• **DATA FOR THE TASK**
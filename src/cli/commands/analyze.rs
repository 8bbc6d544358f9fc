//! Analyze command implementation

use crate::domain::EntityType;
use clap::Args;
use std::path::PathBuf;

/// Arguments for the analyze command
#[derive(Args, Debug)]
pub struct AnalyzeArgs {
    /// Text to analyze (reads stdin when neither text nor --file is given)
    pub text: Option<String>,

    /// Read the text from a file instead
    #[arg(short, long, conflicts_with = "text")]
    pub file: Option<PathBuf>,

    /// Language of the text
    #[arg(short, long, default_value = "en")]
    pub language: String,

    /// Restrict detection to these entity types (e.g. EMAIL_ADDRESS,US_SSN)
    #[arg(short, long, value_delimiter = ',')]
    pub entities: Vec<String>,
}

impl AnalyzeArgs {
    /// Execute the analyze command
    pub fn execute(&self, config_path: &str) -> anyhow::Result<i32> {
        let engine = super::load_engine(config_path)?;
        let text = super::read_input(self.text.as_deref(), self.file.as_deref())?;

        let filter: Option<Vec<EntityType>> = if self.entities.is_empty() {
            None
        } else {
            Some(self.entities.iter().map(|e| EntityType::from(e.as_str())).collect())
        };

        let matches = engine.analyze(&text, filter.as_deref(), &self.language);
        tracing::info!(matches = matches.len(), "Analysis complete");

        println!("{}", serde_json::to_string_pretty(&matches)?);
        Ok(0)
    }
}

#[cfg(test)]
mod tests {
    use super::*;

    #[test]
    fn test_execute_with_inline_text_and_entity_filter() {
        let args = AnalyzeArgs {
            text: Some("SSN 123-45-6789 and jane.d@example.com".to_string()),
            file: None,
            language: "en".to_string(),
            entities: vec!["US_SSN".to_string()],
        };
        // Missing config file falls back to built-in defaults
        assert_eq!(args.execute("/nonexistent/deidentify.toml").unwrap(), 0);
    }

    #[test]
    fn test_execute_from_file() {
        let dir = tempfile::tempdir().unwrap();
        let input = dir.path().join("note.txt");
        std::fs::write(&input, "Contact jane.d@example.com now").unwrap();

        let args = AnalyzeArgs {
            text: None,
            file: Some(input),
            language: "en".to_string(),
            entities: vec![],
        };
        assert_eq!(args.execute("/nonexistent/deidentify.toml").unwrap(), 0);
    }
}
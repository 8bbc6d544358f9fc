//! Record command implementation
//!
//! De-identifies the free-text fields of a JSON patient record read from a
//! file and writes the transformed record back out.

use crate::record::deidentify_patient_record;
use clap::Args;
use std::path::PathBuf;

/// Arguments for the record command
#[derive(Args, Debug)]
pub struct RecordArgs {
    /// JSON file containing the patient record
    #[arg(short, long)]
    pub file: PathBuf,

    /// Write the result to a file instead of stdout
    #[arg(short, long)]
    pub output: Option<PathBuf>,
}

impl RecordArgs {
    /// Execute the record command
    pub fn execute(&self, config_path: &str) -> anyhow::Result<i32> {
        let engine = super::load_engine(config_path)?;

        let content = std::fs::read_to_string(&self.file)?;
        let mut record: serde_json::Value = serde_json::from_str(&content)?;

        deidentify_patient_record(&mut record, &engine)?;
        tracing::info!(file = %self.file.display(), "Record de-identified");

        let rendered = serde_json::to_string_pretty(&record)?;
        match &self.output {
            Some(path) => std::fs::write(path, rendered)?,
            None => println!("{rendered}"),
        }
        Ok(0)
    }
}

#[cfg(test)]
mod tests {
    use super::*;

    #[test]
    fn test_execute_rewrites_record_file() {
        let dir = tempfile::tempdir().unwrap();
        let input = dir.path().join("patient.json");
        let output = dir.path().join("out.json");
        std::fs::write(
            &input,
            r#"{"age": 42, "summary": "email jane.d@example.com"}"#,
        )
        .unwrap();

        let args = RecordArgs {
            file: input,
            output: Some(output.clone()),
        };
        assert_eq!(args.execute("/nonexistent/deidentify.toml").unwrap(), 0);

        let record: serde_json::Value =
            serde_json::from_str(&std::fs::read_to_string(&output).unwrap()).unwrap();
        assert_eq!(record["age"], 42);
        assert!(!record["summary"].as_str().unwrap().contains("jane.d@example.com"));
    }

    #[test]
    fn test_execute_fails_on_missing_record_file() {
        let args = RecordArgs {
            file: PathBuf::from("/nonexistent/patient.json"),
            output: None,
        };
        assert!(args.execute("/nonexistent/deidentify.toml").is_err());
    }
}
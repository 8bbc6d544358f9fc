//! Domain error types
//!
//! All errors are domain-specific and don't expose third-party types.
//! Registration errors (`InvalidArgument`, `PatternCompile`) are raised
//! before any registry mutation; strategy errors are raised before any
//! analysis runs.

use thiserror::Error;

/// Main error type for the de-identification engine
#[derive(Debug, Error)]
pub enum DeidentifyError {
    /// Malformed input to a registry or analysis call
    #[error("Invalid argument: {0}")]
    InvalidArgument(String),

    /// A supplied regex pattern failed to compile
    #[error("Invalid regex pattern for entity '{entity}': {reason}")]
    PatternCompile { entity: String, reason: String },

    /// An unknown de-identification strategy was requested
    #[error("Unsupported strategy: '{strategy}'. Available options are: {supported}")]
    UnsupportedStrategy { strategy: String, supported: String },

    /// A recognizer failed internally during detection
    #[error("Recognizer '{recognizer}' failed: {reason}")]
    Recognition { recognizer: String, reason: String },

    /// Configuration-related errors
    #[error("Configuration error: {0}")]
    Configuration(String),

    /// Serialization/deserialization errors
    #[error("Serialization error: {0}")]
    Serialization(String),

    /// I/O errors
    #[error("I/O error: {0}")]
    Io(String),
}

impl From<std::io::Error> for DeidentifyError {
    fn from(err: std::io::Error) -> Self {
        DeidentifyError::Io(err.to_string())
    }
}

impl From<serde_json::Error> for DeidentifyError {
    fn from(err: serde_json::Error) -> Self {
        DeidentifyError::Serialization(err.to_string())
    }
}

impl From<toml::de::Error> for DeidentifyError {
    fn from(err: toml::de::Error) -> Self {
        DeidentifyError::Configuration(format!("TOML parse error: {err}"))
    }
}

• **EXERCISE**
The expected response is the material above given again line by line, from its first line to the line holding "--file is given)", inclusive.

• **RESULT BELOW**
filename src/cli/commands/analyze.rs
repository 8bbc6d544358f9fc
//! Analyze command implementation

use crate::domain::EntityType;
use clap::Args;
use std::path::PathBuf;

/// Arguments for the analyze command
#[derive(Args, Debug)]
pub struct AnalyzeArgs {
    /// Text to analyze (reads stdin when neither text nor --file is given)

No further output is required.